# Exercise objective:
Keep only the lines of the material below that contain the word "drop". Copy those lines.

# Dataset content:
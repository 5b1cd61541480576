//! Delimited-text ingestion
//!
//! Loads an uploaded file into the store with DuckDB's native CSV reader,
//! profiles the resulting table (types, null ratios, example values), and
//! registers it as a dataset. Spreadsheet sheets are an external
//! collaborator's job and are rejected with a structured error.

use std::path::Path;
use std::sync::Arc;

use duckdb::Connection;
use serde_json::Value as Json;
use uuid::Uuid;

use super::duckdb::{DuckdbService, fetch_rows, value_to_json};
use super::error::DataError;
use super::registry::{Column, ColumnType, Dataset, DatasetRegistry};
use crate::core::constants::{MAX_DATASET_COLUMNS, SCHEMA_EXAMPLE_VALUES};
use crate::utils::sql::quote_ident;

const SUPPORTED_EXTENSIONS: &[&str] = &["csv", "tsv", "txt"];

/// Arguments of the `create_dataset` tool and `/dataset/create` endpoint
#[derive(Debug, Clone, serde::Deserialize)]
pub struct IngestRequest {
    pub file_id: String,
    #[serde(default)]
    pub sheet: Option<String>,
    /// 1-based header row; rows above it are skipped
    #[serde(default)]
    pub header_row: Option<u32>,
}

/// Load the uploaded file into a fresh table and register it
pub async fn ingest_file(
    registry: &Arc<DatasetRegistry>,
    uploads_dir: &Path,
    request: IngestRequest,
) -> Result<Arc<Dataset>, DataError> {
    if let Some(sheet) = &request.sheet {
        return Err(DataError::ingest(format!(
            "sheet '{sheet}' requested, but spreadsheet ingestion is handled by the upload \
             collaborator; only delimited text files are ingested natively"
        )));
    }

    validate_file_id(&request.file_id)?;

    let path = uploads_dir.join(&request.file_id);
    if !path.is_file() {
        return Err(DataError::ingest(format!(
            "file not found: {}",
            request.file_id
        )));
    }

    let extension = path
        .extension()
        .and_then(|e| e.to_str())
        .map(|e| e.to_ascii_lowercase())
        .unwrap_or_default();
    if !SUPPORTED_EXTENSIONS.contains(&extension.as_str()) {
        return Err(DataError::ingest(format!(
            "unsupported file type '.{extension}'; expected one of: {}",
            SUPPORTED_EXTENSIONS.join(", ")
        )));
    }

    let table_name = format!("dataset_{}", &Uuid::new_v4().simple().to_string()[..12]);
    let skip_rows = request.header_row.unwrap_or(1).saturating_sub(1);
    let path_literal = path.to_string_lossy().replace('\'', "''");

    let db: &Arc<DuckdbService> = registry.db();
    let profile = {
        let table_name = table_name.clone();
        db.run(move |conn| {
            let create = format!(
                "CREATE TABLE {} AS SELECT * FROM read_csv('{}', header = true, skip = {})",
                quote_ident(&table_name),
                path_literal,
                skip_rows
            );
            conn.execute_batch(&create)
                .map_err(|e| DataError::ingest(format!("CSV load failed: {e}")))?;

            match profile_table(conn, &table_name) {
                Ok(profile) => Ok(profile),
                Err(e) => {
                    // Leave no orphan table behind on a failed profile
                    let drop = format!("DROP TABLE IF EXISTS {}", quote_ident(&table_name));
                    if let Err(drop_err) = conn.execute_batch(&drop) {
                        tracing::warn!(table_name, error = %drop_err, "Failed to drop table after ingest error");
                    }
                    Err(e)
                }
            }
        })
        .await?
    };

    let dataset = registry.register(
        table_name,
        profile.columns,
        profile.row_count,
        Some(request.file_id),
    );
    Ok(dataset)
}

struct TableProfile {
    columns: Vec<Column>,
    row_count: u64,
}

/// Extract the schema and per-column summary statistics
fn profile_table(conn: &Connection, table_name: &str) -> Result<TableProfile, DataError> {
    let table = quote_ident(table_name);

    let described = fetch_rows(conn, &format!("DESCRIBE {table}"), &[], 2)?;
    if described.len() > MAX_DATASET_COLUMNS {
        return Err(DataError::ingest(format!(
            "too many columns: {} > {}",
            described.len(),
            MAX_DATASET_COLUMNS
        )));
    }
    if described.is_empty() {
        return Err(DataError::ingest("file has no columns"));
    }

    let row_count: i64 =
        conn.query_row(&format!("SELECT COUNT(*) FROM {table}"), [], |row| {
            row.get(0)
        })?;
    let row_count = row_count.max(0) as u64;

    let mut columns = Vec::with_capacity(described.len());
    for entry in described {
        let name = match &entry[0] {
            Json::String(s) => s.clone(),
            other => other.to_string(),
        };
        let type_name = match &entry[1] {
            Json::String(s) => s.clone(),
            other => other.to_string(),
        };
        let column_type = ColumnType::from_duckdb(&type_name);
        columns.push(profile_column(conn, &table, name, column_type, row_count)?);
    }

    Ok(TableProfile { columns, row_count })
}

fn profile_column(
    conn: &Connection,
    quoted_table: &str,
    name: String,
    column_type: ColumnType,
    row_count: u64,
) -> Result<Column, DataError> {
    let col = quote_ident(&name);

    let (non_null, unique_count): (i64, i64) = conn.query_row(
        &format!("SELECT COUNT({col}), COUNT(DISTINCT {col}) FROM {quoted_table}"),
        [],
        |row| Ok((row.get(0)?, row.get(1)?)),
    )?;

    let null_ratio = if row_count == 0 {
        0.0
    } else {
        1.0 - non_null as f64 / row_count as f64
    };

    let example_rows = fetch_rows(
        conn,
        &format!(
            "SELECT DISTINCT {col} FROM {quoted_table} WHERE {col} IS NOT NULL LIMIT {SCHEMA_EXAMPLE_VALUES}"
        ),
        &[],
        1,
    )?;
    let example_values: Vec<Json> = example_rows.into_iter().map(|mut r| r.remove(0)).collect();

    let (min_value, max_value) = if column_type.is_numeric() && non_null > 0 {
        let (min, max): (duckdb::types::Value, duckdb::types::Value) = conn.query_row(
            &format!("SELECT MIN({col}), MAX({col}) FROM {quoted_table}"),
            [],
            |row| Ok((row.get(0)?, row.get(1)?)),
        )?;
        (Some(value_to_json(min)), Some(value_to_json(max)))
    } else {
        (None, None)
    };

    Ok(Column {
        name,
        column_type,
        null_ratio: (null_ratio * 10_000.0).round() / 10_000.0,
        example_values,
        unique_count: Some(unique_count.max(0) as u64),
        min_value,
        max_value,
    })
}

/// File ids come back from the LLM; keep them strictly inside the uploads dir.
fn validate_file_id(file_id: &str) -> Result<(), DataError> {
    let valid = !file_id.is_empty()
        && file_id.len() <= 128
        && !file_id.starts_with('.')
        && !file_id.contains("..")
        && file_id
            .chars()
            .all(|c| c.is_ascii_alphanumeric() || matches!(c, '.' | '_' | '-'));
    if valid {
        Ok(())
    } else {
        Err(DataError::ingest(format!("invalid file id: {file_id:?}")))
    }
}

# Exercise solution:
                    let drop = format!("DROP TABLE IF EXISTS {}", quote_ident(&table_name));
                    if let Err(drop_err) = conn.execute_batch(&drop) {
                        tracing::warn!(table_name, error = %drop_err, "Failed to drop table after ingest error");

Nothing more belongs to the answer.